CT: Rather than using a stemmer, you can use a lemmatizer, a tool from Natural Language Processing which does full morphological analysis to accurately identify the lemma for each word. Doing full morphological analysis produces at most very modest benefits for retrieval. It is hard to say more, because either form of normalization tends not to improve English information retrieval performance in aggregate – at least not by very much. While it helps a lot for some queries, it equally hurts performance a lot for others. Stemming increases recall while harming precision. As an example of what can go wrong, note that the Porter stemmer stems all of the following words:
- operate operating operates operation operative operatives operational.
to oper. However, since operate in its various forms is a common verb, we would expect to lose considerable precision on queries such as the following with Porter stemming:
- operational and research;
- operating and system;
- operative and dentistry.
For a case like this, moving to using a lemmatizer would not completely fix the problem because particular inflectional forms are used in particular collocations: a sentence with the words operate and system is not a good match for the query operating and system. Getting better value from term normalization depends more on pragmatic issues of word use than on formal issues of linguistic morphology.

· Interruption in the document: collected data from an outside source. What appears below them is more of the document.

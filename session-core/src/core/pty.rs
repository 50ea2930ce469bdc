//! PTY (pseudo-terminal) transport for interactive subprocess sessions.

use anyhow::{Context, Result};
use portable_pty::{native_pty_system, Child, CommandBuilder, MasterPty, PtySize};
use std::io::{Read, Write};
use std::path::Path;
use std::sync::{Arc, Mutex};
use tokio::time::{timeout, Duration};

/// Minimum and maximum PTY dimensions accepted by `resize`.
pub const MIN_COLS: u16 = 12;
pub const MAX_COLS: u16 = 400;
pub const MIN_ROWS: u16 = 6;
pub const MAX_ROWS: u16 = 220;

/// Clamp a requested terminal size into the supported range.
pub fn clamp_size(rows: u16, cols: u16) -> (u16, u16) {
    (rows.clamp(MIN_ROWS, MAX_ROWS), cols.clamp(MIN_COLS, MAX_COLS))
}

/// Handle to a spawned pty-backed subprocess.
pub struct PtyHandle {
    size: Mutex<PtySize>,
    master: Arc<Mutex<Option<Box<dyn MasterPty + Send>>>>,
    child: Arc<Mutex<Option<Box<dyn Child + Send + Sync>>>>,
    reader: Arc<Mutex<Option<Box<dyn Read + Send>>>>,
    writer: Arc<Mutex<Option<Box<dyn Write + Send>>>>,
}

impl PtyHandle {
    /// Create a handle for a PTY of the given size. The size is clamped to the
    /// supported range before the pty pair is allocated.
    pub fn new(rows: u16, cols: u16) -> Result<Self> {
        let (rows, cols) = clamp_size(rows, cols);
        let size = PtySize {
            rows,
            cols,
            pixel_width: 0,
            pixel_height: 0,
        };

        Ok(Self {
            size: Mutex::new(size),
            master: Arc::new(Mutex::new(None)),
            child: Arc::new(Mutex::new(None)),
            reader: Arc::new(Mutex::new(None)),
            writer: Arc::new(Mutex::new(None)),
        })
    }

    /// Spawn an arbitrary command in the pty.
    pub async fn spawn_command(&self, cmd: CommandBuilder) -> Result<()> {
        let size = *self.size.lock().unwrap();
        let pty_system = native_pty_system();
        let pair = pty_system.openpty(size).context("open pty pair")?;

        let child = pair.slave.spawn_command(cmd).context("spawn pty command")?;
        *self.child.lock().unwrap() = Some(child);

        let reader = pair.master.try_clone_reader().context("clone pty reader")?;
        *self.reader.lock().unwrap() = Some(reader);

        let writer = pair.master.take_writer().context("take pty writer")?;
        *self.writer.lock().unwrap() = Some(writer);

        *self.master.lock().unwrap() = Some(pair.master);
        Ok(())
    }

    /// Spawn a coding-tool subprocess (codex/claude/opencode etc.) by binary
    /// name and argv in the given working directory.
    pub async fn spawn_tool(
        &self,
        binary: &str,
        args: &[String],
        working_dir: &Path,
        env: &[(String, String)],
    ) -> Result<()> {
        let mut cmd = CommandBuilder::new(binary);
        for arg in args {
            cmd.arg(arg);
        }
        for (key, value) in env {
            cmd.env(key, value);
        }
        cmd.cwd(working_dir);
        self.spawn_command(cmd).await
    }

    /// Write raw bytes to the pty's master side (delivered to the child's stdin).
    pub async fn write(&self, data: &[u8]) -> Result<()> {
        let mut writer_lock = self.writer.lock().unwrap();
        if let Some(writer) = writer_lock.as_mut() {
            writer.write_all(data)?;
            writer.flush()?;
            Ok(())
        } else {
            Err(anyhow::anyhow!("pty not started"))
        }
    }

    /// Read whatever output is currently available without blocking.
    pub async fn read(&self) -> Result<Vec<u8>> {
        let reader_arc = self.reader.clone();
        tokio::task::spawn_blocking(move || -> Result<Vec<u8>> {
            let mut reader_lock = reader_arc.lock().unwrap();
            if let Some(reader) = reader_lock.as_mut() {
                let mut buffer = vec![0u8; 8192];
                match reader.read(&mut buffer) {
                    Ok(0) => Ok(Vec::new()),
                    Ok(n) => {
                        buffer.truncate(n);
                        Ok(buffer)
                    }
                    Err(e) if e.kind() == std::io::ErrorKind::WouldBlock => Ok(Vec::new()),
                    Err(e) => Err(anyhow::anyhow!("pty read error: {e}")),
                }
            } else {
                Err(anyhow::anyhow!("pty reader not initialized"))
            }
        })
        .await?
    }

    /// Resize the live pty. Dimensions are clamped into the supported range
    /// before being applied.
    pub async fn resize(&self, rows: u16, cols: u16) -> Result<()> {
        let (rows, cols) = clamp_size(rows, cols);
        let new_size = PtySize {
            rows,
            cols,
            pixel_width: 0,
            pixel_height: 0,
        };

        if let Some(master) = self.master.lock().unwrap().as_ref() {
            master.resize(new_size).context("resize pty")?;
        }
        *self.size.lock().unwrap() = new_size;
        Ok(())
    }

    /// Current pty size as (rows, cols).
    pub fn size(&self) -> (u16, u16) {
        let size = self.size.lock().unwrap();
        (size.rows, size.cols)
    }

    /// Whether the child process is still believed to be running.
    pub fn is_running(&self) -> bool {
        let mut child_lock = self.child.lock().unwrap();
        match child_lock.as_mut() {
            Some(child) => matches!(child.try_wait(), Ok(None)),
            None => false,
        }
    }

    /// Kill the child process outright.
    pub fn kill(&self) -> Result<()> {
        let mut child_lock = self.child.lock().unwrap();
        if let Some(child) = child_lock.as_mut() {
            child.kill().context("kill pty child")?;
        }
        Ok(())
    }

    /// Read with a bounded wait, returning whatever arrived (possibly empty).
    pub async fn read_with_timeout(&self, timeout_ms: u64) -> Result<Vec<u8>> {
        match timeout(Duration::from_millis(timeout_ms), self.read()).await {
            Ok(result) => result,
            Err(_) => Ok(Vec::new()),
        }
    }
}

The situation is different for languages with much more morphology (such as Spanish, German, and Finnish). Results in the European CLEF evaluations have repeatedly shown quite large gains from the use of stemmers (and compound splitting for languages like German).
S: http://nlp.stanford.edu/IR-book/html/htmledition/stemming-and-lemmatization-1.html (last access: 19 December 2014)
N: 1. From lemmatize. New Latin lemmat-, lemma lemma + English -ize, to sort (words in a corpus) in order to group with a lemma all its variant and inflected forms.
2. For grammatical reasons, documents are going to use different forms of a word, such as organize, organizes, and organizing. Additionally, there are families of derivationally related words with similar meanings, such as democracy, democratic, and democratization. In many situations, it seems as if it would be useful for a search for one of these words to return documents that contain another word in the set.
The goal of both stemming and lemmatization is to reduce inflectional forms and sometimes derivationally related forms of a word to a common base form.
S: 1. MW – http://www.merriam-webster.com/dictionary/lemmatize (last access: 19 December 2014). 2. http://nlp.stanford.edu/IR-book/html/htmledition/stemming-and-lemmatization-1.html (last access: 19 December 2014).